TASK ITEM: After locating the line with "unconnected or disabled.", retype it and every later line exactly, stopping at the end of the records.
════════════════════
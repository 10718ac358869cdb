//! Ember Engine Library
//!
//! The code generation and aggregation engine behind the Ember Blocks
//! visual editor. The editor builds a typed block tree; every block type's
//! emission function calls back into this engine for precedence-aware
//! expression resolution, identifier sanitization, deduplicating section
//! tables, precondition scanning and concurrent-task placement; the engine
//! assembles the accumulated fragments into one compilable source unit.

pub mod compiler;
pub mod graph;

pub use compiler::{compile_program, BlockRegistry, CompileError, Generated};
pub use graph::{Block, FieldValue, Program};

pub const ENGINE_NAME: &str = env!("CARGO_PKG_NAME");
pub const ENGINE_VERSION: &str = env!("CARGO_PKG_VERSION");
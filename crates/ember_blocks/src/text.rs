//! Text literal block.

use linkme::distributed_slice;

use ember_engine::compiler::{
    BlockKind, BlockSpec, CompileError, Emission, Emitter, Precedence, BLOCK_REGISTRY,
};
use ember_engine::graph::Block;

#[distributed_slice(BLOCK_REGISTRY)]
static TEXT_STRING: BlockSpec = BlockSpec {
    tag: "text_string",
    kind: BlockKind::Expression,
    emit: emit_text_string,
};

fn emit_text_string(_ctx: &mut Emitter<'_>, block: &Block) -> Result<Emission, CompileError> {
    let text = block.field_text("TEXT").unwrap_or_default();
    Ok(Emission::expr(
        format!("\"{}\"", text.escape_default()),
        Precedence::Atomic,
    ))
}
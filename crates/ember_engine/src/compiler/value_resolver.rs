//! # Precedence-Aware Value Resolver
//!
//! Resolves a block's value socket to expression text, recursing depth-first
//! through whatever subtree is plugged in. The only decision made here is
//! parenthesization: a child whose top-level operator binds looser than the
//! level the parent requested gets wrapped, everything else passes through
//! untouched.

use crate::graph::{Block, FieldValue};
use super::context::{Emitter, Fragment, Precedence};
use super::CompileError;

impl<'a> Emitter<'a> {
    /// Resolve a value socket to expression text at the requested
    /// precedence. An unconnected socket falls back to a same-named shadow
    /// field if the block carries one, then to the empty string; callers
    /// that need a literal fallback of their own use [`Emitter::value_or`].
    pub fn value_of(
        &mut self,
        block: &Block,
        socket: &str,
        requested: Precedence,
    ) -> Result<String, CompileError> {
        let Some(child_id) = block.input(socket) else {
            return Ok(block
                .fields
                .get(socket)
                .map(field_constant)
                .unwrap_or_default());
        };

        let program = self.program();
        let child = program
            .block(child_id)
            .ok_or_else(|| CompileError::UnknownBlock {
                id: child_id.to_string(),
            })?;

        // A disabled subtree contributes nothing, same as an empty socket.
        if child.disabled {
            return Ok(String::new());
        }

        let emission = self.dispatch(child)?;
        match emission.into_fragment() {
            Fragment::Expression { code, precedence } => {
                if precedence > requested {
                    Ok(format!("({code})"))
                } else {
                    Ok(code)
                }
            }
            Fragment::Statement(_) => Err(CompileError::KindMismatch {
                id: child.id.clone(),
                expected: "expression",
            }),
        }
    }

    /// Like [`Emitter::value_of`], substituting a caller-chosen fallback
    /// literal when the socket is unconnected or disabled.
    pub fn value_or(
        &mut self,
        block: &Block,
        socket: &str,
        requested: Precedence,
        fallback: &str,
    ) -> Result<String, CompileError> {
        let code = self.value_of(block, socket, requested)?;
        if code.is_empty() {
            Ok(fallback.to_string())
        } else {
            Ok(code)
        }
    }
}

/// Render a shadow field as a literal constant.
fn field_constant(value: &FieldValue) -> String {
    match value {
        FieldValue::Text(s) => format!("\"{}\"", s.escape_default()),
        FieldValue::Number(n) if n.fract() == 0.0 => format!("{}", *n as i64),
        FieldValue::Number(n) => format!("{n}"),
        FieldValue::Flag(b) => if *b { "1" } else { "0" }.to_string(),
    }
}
════════════════════
EXERCISE RESPONSE:
    /// literal when the socket is unconnected or disabled.
    pub fn value_or(
        &mut self,
        block: &Block,
        socket: &str,
        requested: Precedence,
        fallback: &str,
    ) -> Result<String, CompileError> {
        let code = self.value_of(block, socket, requested)?;
        if code.is_empty() {
            Ok(fallback.to_string())
        } else {
            Ok(code)
        }
    }
}

/// Render a shadow field as a literal constant.
fn field_constant(value: &FieldValue) -> String {
    match value {
        FieldValue::Text(s) => format!("\"{}\"", s.escape_default()),
        FieldValue::Number(n) if n.fract() == 0.0 => format!("{}", *n as i64),
        FieldValue::Number(n) => format!("{n}"),
        FieldValue::Flag(b) => if *b { "1" } else { "0" }.to_string(),
    }
}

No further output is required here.